HivemindStrategy¶

class pytorch_lightning.strategies.HivemindStrategy(target_batch_size, run_id='lightning_run', batch_size=None, delay_state_averaging=False, delay_optimizer_step=None, delay_grad_averaging=False, offload_optimizer=None, reuse_grad_buffers=False, scheduler_fn=None, matchmaking_time=5.0, averaging_timeout=30.0, verbose=False, averager_opts=None, host_maddrs=None, initial_peers=None, **optimizer_kwargs)[source]¶

Bases: pytorch_lightning.strategies.strategy.Strategy

Provides capabilities to train using the Hivemind Library, training collaboratively across the internet with unreliable machines. For more information, refer to the docs.

Warning

HivemindStrategy is experimental and subject to change.

Parameters

target_batch_size¶ (int) – When training, the batch size to accumulate to before running a step. The larger this batch size, the more work can be done asynchronously without communication.
run_id¶ (str) – A unique identifier of this training run, used as a common prefix for all DHT keys. See https://learning-at-home.readthedocs.io/en/latest/user/dht.html.
batch_size¶ (Optional[int]) – The local batch size per process. If not provided, we infer this from the first batch of data passed in at training (lazy). Note that this should not change throughout training.
delay_state_averaging¶ (bool) – If enabled (default), average parameters and extra tensors in a background thread; if set to False, average parameters synchronously within the corresponding hivemind.Optimizer.step() call.
delay_optimizer_step¶ (Optional[bool]) – Run optimizer in background, apply results in future .step. requires offload_optimizer.
delay_grad_averaging¶ (bool) – Average gradients in background; requires offload_optimizer and delay_optimizer_step.
offload_optimizer¶ (Optional[bool]) – Offload the optimizer to host memory, saving GPU memory for parameters and gradients.
reuse_grad_buffers¶ (bool) – Use the model’s gradient buffers (params.grad) for gradient accumulation which is more memory efficient. Lightning will automatically disable zero_grad in the LightningModule.
scheduler_fn¶ (Optional[Callable]) – callable(optimizer) -> PyTorch LRScheduler or a pre-initialized PyTorch scheduler. When using offload_optimizer/delay_optimizer_step/delay_state_averaging scheduler_fn is required to be passed to the HivemindStrategy. This is because the optimizer is re-created and the scheduler needs to be re-created as well.
matchmaking_time¶ (float) – When looking for group, wait for peers to join for up to this many seconds. Increase if you see “averaged gradients with N peers” where N is below 0.9x on >=25% of epochs. Training with low-latency network, decreasing matchmaking_time allows training with smaller batch sizes.
averaging_timeout¶ (float) – If an averaging step hangs for this long, it will be cancelled automatically. Increase averaging_timeout if you see “Proceeding with local gradients” at least 25% of the time. Do not set this timeout too high, as it may cause your optimizer to hang after some types of network errors.
verbose¶ (bool) – Report internal Hivemind events such as accumulating gradients and running background tasks.
averager_opts¶ (Optional[Dict]) – Additional keyword arguments forwarded to both GradientAverager and TrainingStateAverager.
host_maddrs¶ (Optional[List]) – List of multi-addrs to create visible peers for other processes. https://learning-at-home.readthedocs.io/en/latest/user/dht.html#running-across-the-internet
initial_peers¶ (Union[str, List, None]) – If connecting to a running process, a list of initial peers needs to be passed in. This can also be set via the env variable INITIAL_PEERS.
**optimizer_kwargs¶ – kwargs are passed to the hivemind.Optimizer class.

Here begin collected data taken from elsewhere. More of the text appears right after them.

//! Unit representation with conversion payloads

use std::fmt;
use serde::Serialize;
use thiserror::Error;
use crate::{Dimension, TemperatureScale};

/// How a unit converts to the other units of its dimension
#[derive(Debug, Clone, Copy, PartialEq, Serialize)]
#[serde(rename_all = "lowercase", tag = "dimension", content = "value")]
pub enum Measure {
    /// Factor to grams
    Weight(f64),
    /// Factor to meters
    Distance(f64),
    /// Affine scale, converted pairwise
    Temperature(TemperatureScale),
}

/// A known unit and the spellings that refer to it
#[derive(Debug, Clone, PartialEq, Serialize)]
pub struct UnitDefinition {
    /// Short form (e.g., "km", "lb", "c")
    pub abbreviation: &'static str,
    /// Label used when the quantity is exactly one (e.g., "kilometer", "degree celsius")
    pub singular: &'static str,
    /// Label used otherwise (e.g., "kilometers", "degrees celsius")
    pub plural: &'static str,
    /// Extra temperature spellings: bare name and two-letter degree code
    pub alternates: &'static [&'static str],
    pub measure: Measure,
}

impl UnitDefinition {
    /// Create a weight unit with its factor to grams
    pub const fn weight(abbreviation: &'static str, singular: &'static str, plural: &'static str, factor: f64) -> Self {
        UnitDefinition { abbreviation, singular, plural, alternates: &[], measure: Measure::Weight(factor) }
    }

    /// Create a distance unit with its factor to meters
    pub const fn distance(abbreviation: &'static str, singular: &'static str, plural: &'static str, factor: f64) -> Self {
        UnitDefinition { abbreviation, singular, plural, alternates: &[], measure: Measure::Distance(factor) }
    }

    /// Create a temperature unit
    pub const fn temperature(
        abbreviation: &'static str,
        singular: &'static str,
        plural: &'static str,
        alternates: &'static [&'static str],
        scale: TemperatureScale,
    ) -> Self {
        UnitDefinition { abbreviation, singular, plural, alternates, measure: Measure::Temperature(scale) }
    }

    pub fn dimension(&self) -> Dimension {
        match self.measure {
            Measure::Weight(_) => Dimension::Weight,
            Measure::Distance(_) => Dimension::Distance,
            Measure::Temperature(_) => Dimension::Temperature,
        }
    }

    /// Factor to the dimension's base unit, `None` for temperature
    pub fn scale_factor(&self) -> Option<f64> {
        match self.measure {
            Measure::Weight(factor) | Measure::Distance(factor) => Some(factor),
            Measure::Temperature(_) => None,
        }
    }

    /// Temperature scale, `None` for linear units
    pub fn temperature_scale(&self) -> Option<TemperatureScale> {
        match self.measure {
            Measure::Temperature(scale) => Some(scale),
            _ => None,
        }
    }

    /// Check if this is the base unit of its dimension (gram or meter)
    pub fn is_base(&self) -> bool {
        self.scale_factor() == Some(1.0)
    }

    /// Check if two units are dimensionally compatible (can be converted)
    pub fn is_compatible(&self, other: &UnitDefinition) -> bool {
        self.dimension() == other.dimension()
    }

    /// Every spelling that refers to this unit, duplicates included
    pub fn recognized_names(&self) -> impl Iterator<Item = &'static str> + '_ {
        [self.abbreviation, self.singular, self.plural]
            .into_iter()
            .chain(self.alternates.iter().copied())
    }

    /// Check if `name` is one of this unit's spellings (case-sensitive)
    pub fn matches(&self, name: &str) -> bool {
        self.recognized_names().any(|n| n == name)
    }

    /// Singular label for exactly one, plural otherwise
    pub fn label_for(&self, quantity: f64) -> &'static str {
        if quantity == 1.0 {
            self.singular
        } else {
            self.plural
        }
    }
}

impl fmt::Display for UnitDefinition {
    fn fmt(&self, f: &mut fmt::Formatter<'_>) -> fmt::Result {
        write!(f, "{}", self.plural)
    }
}

/// Errors that can occur during unit conversion
#[derive(Debug, Clone, PartialEq, Error)]
pub enum ConversionError {
    /// Units have incompatible dimensions
    #[error("cannot convert {from} ({from_dim}) to {to} ({to_dim}): incompatible dimensions")]
    IncompatibleDimensions {
        from: &'static str,
        to: &'static str,
        from_dim: Dimension,
        to_dim: Dimension,
    },
}

#[cfg(test)]
mod tests {
    use super::*;

    fn meter() -> UnitDefinition {
        UnitDefinition::distance("m", "meter", "meters", 1.0)
    }

    fn kilogram() -> UnitDefinition {
        UnitDefinition::weight("kg", "kilogram", "kilograms", 1000.0)
    }

    fn celsius() -> UnitDefinition {
        UnitDefinition::temperature("c", "degree celsius", "degrees celsius", &["celsius", "dc"], TemperatureScale::Celsius)
    }

    #[test]
    fn test_base_unit() {
        assert!(meter().is_base());
        assert!(!kilogram().is_base());
        assert!(!celsius().is_base());
    }

    #[test]
    fn test_dimension_from_measure() {
        assert_eq!(meter().dimension(), Dimension::Distance);
        assert_eq!(kilogram().dimension(), Dimension::Weight);
        assert_eq!(celsius().dimension(), Dimension::Temperature);
    }

    #[test]
    fn test_scale_factor_only_for_linear() {
        assert_eq!(kilogram().scale_factor(), Some(1000.0));
        assert_eq!(celsius().scale_factor(), None);
        assert_eq!(celsius().temperature_scale(), Some(TemperatureScale::Celsius));
        assert_eq!(meter().temperature_scale(), None);
    }

    #[test]
    fn test_compatible_units() {
        assert!(meter().is_compatible(&meter()));
        assert!(!meter().is_compatible(&kilogram()));
        assert!(!celsius().is_compatible(&kilogram()));
    }

    #[test]
    fn test_matches_all_spellings() {
        let c = celsius();
        for name in ["c", "degree celsius", "degrees celsius", "celsius", "dc"] {
            assert!(c.matches(name), "{name}");
        }
        assert!(!c.matches("C"));
        assert!(!c.matches("f"));

        let kg = kilogram();
        assert!(kg.matches("kilograms"));
        assert!(!kg.matches("Kilograms"));
    }

    #[test]
    fn test_label_for() {
        let m = meter();
        assert_eq!(m.label_for(1.0), "meter");
        assert_eq!(m.label_for(2.0), "meters");
        assert_eq!(m.label_for(0.0), "meters");
        assert_eq!(m.label_for(1.0000001), "meters");
    }

    #[test]
    fn test_serialize_measure() {
        let json = serde_json::to_value(kilogram()).unwrap();
        assert_eq!(json["measure"]["dimension"], "weight");
        assert_eq!(json["measure"]["value"], 1000.0);
        assert_eq!(json["plural"], "kilograms");
    }
}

all_gather(tensor, group=None, sync_grads=False)[source]¶

Perform an all_gather on all processes.

Parameters

tensor¶ (Tensor) – the tensor to all_gather
group¶ (Optional[Any]) – the process group to gather results from
sync_grads¶ (bool) – flag that allows users to synchronize gradients for all_gather op

Return type

Tensor

barrier(*args, **kwargs)[source]¶

Synchronizes all processes which blocks processes until the whole group enters this function.

Parameters: name¶ – an optional name to pass into barrier.
Return type: None

broadcast(obj, src=0)[source]¶

Broadcasts an object to all processes.

Parameters

obj¶ (TypeVar(TBroadcast)) – the object to broadcast
src¶ (int) – source rank

Return type

TypeVar(TBroadcast)

model_to_device()[source]¶

Moves the model to the correct device.

Return type: None

on_train_batch_start(batch, batch_idx, dataloader_idx=0)[source]¶

Called in the training loop before anything happens for that batch.

Return type: None

reduce(tensor, *args, **kwargs)[source]¶

Reduces the given tensor (e.g. across GPUs/processes).

Parameters

tensor¶ (Union[Any, Tensor]) – the tensor to sync and reduce
group¶ – the process group to reduce
reduce_op¶ – the reduction operation. Defaults to ‘mean’. Can also be a string ‘sum’ or ReduceOp.

Return type

Union[Any, Tensor]

setup(trainer)[source]¶

Setup plugins for the trainer fit and creates optimizers.

Parameters: trainer¶ (Trainer) – the trainer instance
Return type: None

teardown()[source]¶

This method is called to teardown the training process.

It is the right place to release memory and free other resources.

Return type: None

property is_global_zero: bool¶

Whether the current process is the rank zero process not only on the local node, but for all nodes.

Return type: bool

property root_device: torch.device¶

Returns the root device.

Return type: device